**What to produce**
Where a line in the entries below contains the word "SmileQuote", it counts; give the total by itself.

**Supplied material**
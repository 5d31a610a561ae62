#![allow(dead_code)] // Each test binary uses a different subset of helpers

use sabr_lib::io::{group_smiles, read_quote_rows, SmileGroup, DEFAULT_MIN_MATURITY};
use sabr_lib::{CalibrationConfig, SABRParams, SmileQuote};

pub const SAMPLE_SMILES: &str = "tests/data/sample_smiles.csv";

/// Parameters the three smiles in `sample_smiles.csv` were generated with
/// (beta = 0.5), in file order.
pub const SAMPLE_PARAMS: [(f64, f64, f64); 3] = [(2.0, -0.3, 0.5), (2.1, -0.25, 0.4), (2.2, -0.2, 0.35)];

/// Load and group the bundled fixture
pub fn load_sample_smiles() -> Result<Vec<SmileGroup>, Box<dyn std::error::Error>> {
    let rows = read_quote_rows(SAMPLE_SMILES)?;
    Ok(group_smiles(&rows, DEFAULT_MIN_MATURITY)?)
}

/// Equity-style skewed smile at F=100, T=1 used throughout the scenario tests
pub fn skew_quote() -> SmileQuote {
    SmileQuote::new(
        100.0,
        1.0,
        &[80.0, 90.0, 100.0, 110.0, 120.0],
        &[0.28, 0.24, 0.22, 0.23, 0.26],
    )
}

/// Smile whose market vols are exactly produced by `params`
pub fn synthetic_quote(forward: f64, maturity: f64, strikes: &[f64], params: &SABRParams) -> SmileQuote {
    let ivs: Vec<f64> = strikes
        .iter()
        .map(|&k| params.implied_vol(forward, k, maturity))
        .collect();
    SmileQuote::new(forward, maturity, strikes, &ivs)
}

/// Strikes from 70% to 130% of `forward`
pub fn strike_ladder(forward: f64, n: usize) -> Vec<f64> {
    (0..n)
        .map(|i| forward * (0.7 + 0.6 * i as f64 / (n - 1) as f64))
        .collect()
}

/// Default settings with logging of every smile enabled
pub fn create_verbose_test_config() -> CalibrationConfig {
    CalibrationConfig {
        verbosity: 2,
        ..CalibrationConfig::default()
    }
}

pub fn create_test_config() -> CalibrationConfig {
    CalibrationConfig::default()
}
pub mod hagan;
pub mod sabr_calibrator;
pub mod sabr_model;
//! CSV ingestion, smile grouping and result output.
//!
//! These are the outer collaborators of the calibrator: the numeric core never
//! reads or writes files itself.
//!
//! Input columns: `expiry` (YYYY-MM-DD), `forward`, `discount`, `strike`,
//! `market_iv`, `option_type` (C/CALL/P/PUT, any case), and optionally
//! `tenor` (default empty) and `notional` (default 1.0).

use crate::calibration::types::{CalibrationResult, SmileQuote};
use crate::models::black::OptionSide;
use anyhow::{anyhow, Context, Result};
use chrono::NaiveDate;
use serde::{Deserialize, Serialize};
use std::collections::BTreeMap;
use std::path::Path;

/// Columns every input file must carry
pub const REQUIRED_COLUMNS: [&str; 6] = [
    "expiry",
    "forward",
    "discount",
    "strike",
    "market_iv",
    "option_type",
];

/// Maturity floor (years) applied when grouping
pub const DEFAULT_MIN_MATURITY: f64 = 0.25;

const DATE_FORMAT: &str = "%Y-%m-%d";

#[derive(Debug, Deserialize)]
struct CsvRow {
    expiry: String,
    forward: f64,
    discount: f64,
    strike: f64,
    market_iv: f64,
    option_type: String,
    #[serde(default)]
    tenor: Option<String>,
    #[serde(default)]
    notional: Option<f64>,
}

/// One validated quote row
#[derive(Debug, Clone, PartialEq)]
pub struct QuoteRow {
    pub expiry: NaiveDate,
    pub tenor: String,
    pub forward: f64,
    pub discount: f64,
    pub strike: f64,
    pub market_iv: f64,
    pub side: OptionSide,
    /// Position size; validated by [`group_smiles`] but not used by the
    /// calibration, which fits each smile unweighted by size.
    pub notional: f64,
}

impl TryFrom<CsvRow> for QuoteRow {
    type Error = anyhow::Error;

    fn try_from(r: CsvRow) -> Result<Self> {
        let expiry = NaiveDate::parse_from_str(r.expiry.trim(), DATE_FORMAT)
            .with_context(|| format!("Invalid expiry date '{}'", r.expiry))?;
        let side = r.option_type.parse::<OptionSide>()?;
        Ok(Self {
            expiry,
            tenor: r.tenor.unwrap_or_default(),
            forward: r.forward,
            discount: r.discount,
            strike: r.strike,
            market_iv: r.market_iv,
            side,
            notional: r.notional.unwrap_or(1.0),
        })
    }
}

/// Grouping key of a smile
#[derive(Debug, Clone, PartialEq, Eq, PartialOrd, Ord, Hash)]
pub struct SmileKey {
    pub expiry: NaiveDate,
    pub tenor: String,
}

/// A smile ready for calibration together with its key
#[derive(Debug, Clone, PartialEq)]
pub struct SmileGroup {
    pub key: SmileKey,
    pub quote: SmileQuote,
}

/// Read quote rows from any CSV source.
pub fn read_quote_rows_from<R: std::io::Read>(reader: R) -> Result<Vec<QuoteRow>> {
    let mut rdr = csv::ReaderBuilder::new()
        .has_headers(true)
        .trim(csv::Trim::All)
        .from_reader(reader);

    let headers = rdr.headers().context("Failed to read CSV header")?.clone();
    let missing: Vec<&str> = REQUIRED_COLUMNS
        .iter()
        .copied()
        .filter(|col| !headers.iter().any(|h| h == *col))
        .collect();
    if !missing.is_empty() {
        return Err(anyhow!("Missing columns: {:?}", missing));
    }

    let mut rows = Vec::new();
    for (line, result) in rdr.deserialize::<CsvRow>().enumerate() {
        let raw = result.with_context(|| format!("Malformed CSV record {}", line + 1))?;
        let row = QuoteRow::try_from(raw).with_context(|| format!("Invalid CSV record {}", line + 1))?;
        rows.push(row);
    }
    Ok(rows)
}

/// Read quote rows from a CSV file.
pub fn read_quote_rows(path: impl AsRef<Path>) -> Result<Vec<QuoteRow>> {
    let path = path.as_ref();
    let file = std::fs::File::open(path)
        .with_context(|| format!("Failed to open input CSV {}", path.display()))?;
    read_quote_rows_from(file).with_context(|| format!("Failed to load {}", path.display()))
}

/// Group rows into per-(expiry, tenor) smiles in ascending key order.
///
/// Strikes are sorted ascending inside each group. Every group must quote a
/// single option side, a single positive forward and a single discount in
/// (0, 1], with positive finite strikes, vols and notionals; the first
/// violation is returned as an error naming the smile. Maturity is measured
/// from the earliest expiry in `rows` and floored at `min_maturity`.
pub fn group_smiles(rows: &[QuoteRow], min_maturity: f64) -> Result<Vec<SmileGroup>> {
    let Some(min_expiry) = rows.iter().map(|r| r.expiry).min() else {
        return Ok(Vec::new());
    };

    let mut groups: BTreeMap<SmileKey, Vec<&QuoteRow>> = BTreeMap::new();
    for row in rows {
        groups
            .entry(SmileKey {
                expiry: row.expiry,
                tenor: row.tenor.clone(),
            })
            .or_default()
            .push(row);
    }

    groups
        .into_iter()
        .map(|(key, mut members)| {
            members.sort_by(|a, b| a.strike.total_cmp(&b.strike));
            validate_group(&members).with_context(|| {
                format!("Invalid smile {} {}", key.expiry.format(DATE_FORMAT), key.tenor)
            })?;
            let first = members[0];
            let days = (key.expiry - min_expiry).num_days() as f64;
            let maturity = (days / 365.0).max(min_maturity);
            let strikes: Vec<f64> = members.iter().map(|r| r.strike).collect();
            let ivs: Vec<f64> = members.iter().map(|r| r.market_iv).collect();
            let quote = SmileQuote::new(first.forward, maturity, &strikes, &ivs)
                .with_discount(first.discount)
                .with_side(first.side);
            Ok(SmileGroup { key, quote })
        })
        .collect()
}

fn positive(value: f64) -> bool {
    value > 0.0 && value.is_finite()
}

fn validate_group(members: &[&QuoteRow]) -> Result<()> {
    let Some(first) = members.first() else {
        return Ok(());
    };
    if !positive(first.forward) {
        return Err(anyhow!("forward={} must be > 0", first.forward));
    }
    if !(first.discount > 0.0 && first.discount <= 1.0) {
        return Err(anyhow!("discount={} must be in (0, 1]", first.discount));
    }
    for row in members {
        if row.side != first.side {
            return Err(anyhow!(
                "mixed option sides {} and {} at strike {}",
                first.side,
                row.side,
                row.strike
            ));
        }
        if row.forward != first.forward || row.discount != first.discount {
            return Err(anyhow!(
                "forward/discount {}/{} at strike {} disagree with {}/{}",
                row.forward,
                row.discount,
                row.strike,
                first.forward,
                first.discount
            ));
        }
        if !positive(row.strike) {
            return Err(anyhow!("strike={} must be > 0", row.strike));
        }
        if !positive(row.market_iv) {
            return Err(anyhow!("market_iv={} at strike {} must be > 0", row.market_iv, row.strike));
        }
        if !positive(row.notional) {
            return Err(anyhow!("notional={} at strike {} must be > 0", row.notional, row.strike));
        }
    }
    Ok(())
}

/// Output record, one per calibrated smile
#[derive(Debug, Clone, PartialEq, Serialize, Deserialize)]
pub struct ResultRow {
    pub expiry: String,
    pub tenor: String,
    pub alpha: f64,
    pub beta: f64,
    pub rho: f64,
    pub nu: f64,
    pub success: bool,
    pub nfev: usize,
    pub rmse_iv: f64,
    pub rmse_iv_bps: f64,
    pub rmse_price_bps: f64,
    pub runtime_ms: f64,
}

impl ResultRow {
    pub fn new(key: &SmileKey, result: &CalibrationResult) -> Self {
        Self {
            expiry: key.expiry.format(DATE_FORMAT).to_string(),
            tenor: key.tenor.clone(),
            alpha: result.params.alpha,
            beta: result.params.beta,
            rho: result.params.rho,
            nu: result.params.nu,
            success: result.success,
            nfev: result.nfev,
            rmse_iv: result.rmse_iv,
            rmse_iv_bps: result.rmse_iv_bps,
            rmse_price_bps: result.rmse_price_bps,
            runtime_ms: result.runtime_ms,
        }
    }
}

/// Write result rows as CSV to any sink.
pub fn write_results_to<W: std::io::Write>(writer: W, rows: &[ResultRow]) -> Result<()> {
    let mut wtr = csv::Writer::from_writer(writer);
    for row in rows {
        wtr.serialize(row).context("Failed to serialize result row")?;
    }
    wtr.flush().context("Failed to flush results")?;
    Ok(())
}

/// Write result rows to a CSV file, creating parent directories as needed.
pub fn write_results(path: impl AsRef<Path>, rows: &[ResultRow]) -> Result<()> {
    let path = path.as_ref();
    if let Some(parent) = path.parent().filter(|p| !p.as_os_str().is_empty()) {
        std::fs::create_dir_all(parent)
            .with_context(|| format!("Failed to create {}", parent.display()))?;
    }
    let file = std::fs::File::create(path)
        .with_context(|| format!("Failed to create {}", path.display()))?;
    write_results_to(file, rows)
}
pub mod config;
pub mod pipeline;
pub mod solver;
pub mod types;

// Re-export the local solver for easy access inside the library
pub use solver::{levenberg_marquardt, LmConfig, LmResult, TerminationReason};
--
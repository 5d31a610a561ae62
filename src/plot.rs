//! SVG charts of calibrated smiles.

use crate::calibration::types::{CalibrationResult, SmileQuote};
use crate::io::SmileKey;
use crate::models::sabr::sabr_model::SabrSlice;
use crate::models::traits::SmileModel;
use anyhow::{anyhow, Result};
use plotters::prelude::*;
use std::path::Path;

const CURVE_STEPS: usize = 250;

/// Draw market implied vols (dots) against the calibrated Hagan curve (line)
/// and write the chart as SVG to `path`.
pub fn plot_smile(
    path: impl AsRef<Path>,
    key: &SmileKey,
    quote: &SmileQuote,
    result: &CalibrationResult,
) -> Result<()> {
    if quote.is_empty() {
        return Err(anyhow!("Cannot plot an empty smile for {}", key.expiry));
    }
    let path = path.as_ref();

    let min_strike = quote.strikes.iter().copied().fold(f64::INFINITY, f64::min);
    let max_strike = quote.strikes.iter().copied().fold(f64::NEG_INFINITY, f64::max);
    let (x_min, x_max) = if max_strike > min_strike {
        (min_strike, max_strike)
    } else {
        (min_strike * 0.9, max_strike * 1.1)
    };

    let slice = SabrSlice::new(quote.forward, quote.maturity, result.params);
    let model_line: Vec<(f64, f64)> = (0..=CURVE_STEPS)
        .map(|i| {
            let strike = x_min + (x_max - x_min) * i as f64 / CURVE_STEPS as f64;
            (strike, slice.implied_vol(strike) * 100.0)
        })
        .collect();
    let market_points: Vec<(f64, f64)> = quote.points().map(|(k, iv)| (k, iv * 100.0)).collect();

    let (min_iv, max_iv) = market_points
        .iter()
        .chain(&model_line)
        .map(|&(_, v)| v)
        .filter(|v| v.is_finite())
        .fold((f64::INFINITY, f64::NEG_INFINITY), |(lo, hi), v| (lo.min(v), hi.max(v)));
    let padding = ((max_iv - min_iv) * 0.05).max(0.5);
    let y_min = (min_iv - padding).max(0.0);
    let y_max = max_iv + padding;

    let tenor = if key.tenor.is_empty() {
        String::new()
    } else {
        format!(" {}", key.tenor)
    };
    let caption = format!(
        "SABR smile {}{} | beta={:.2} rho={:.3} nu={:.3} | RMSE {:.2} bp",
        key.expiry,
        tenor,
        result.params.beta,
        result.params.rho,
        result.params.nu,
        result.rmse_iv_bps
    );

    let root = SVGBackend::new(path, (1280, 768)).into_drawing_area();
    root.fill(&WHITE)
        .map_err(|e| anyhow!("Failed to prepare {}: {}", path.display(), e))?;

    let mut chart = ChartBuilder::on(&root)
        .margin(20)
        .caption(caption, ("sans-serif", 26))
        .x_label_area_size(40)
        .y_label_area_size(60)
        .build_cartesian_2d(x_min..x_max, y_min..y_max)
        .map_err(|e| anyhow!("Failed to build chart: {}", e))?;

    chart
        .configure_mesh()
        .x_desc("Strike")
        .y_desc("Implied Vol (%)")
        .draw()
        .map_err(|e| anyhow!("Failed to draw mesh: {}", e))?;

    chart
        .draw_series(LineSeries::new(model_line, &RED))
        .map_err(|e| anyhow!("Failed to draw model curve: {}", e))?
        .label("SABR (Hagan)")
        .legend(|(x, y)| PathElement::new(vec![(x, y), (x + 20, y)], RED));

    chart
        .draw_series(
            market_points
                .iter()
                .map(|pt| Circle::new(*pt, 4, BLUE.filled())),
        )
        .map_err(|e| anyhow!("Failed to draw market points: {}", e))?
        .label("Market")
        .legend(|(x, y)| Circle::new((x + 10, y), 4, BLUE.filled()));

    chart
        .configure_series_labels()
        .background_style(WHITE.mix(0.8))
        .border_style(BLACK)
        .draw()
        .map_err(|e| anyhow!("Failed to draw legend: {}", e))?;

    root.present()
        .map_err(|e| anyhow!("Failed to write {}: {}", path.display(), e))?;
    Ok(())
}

**Response**
10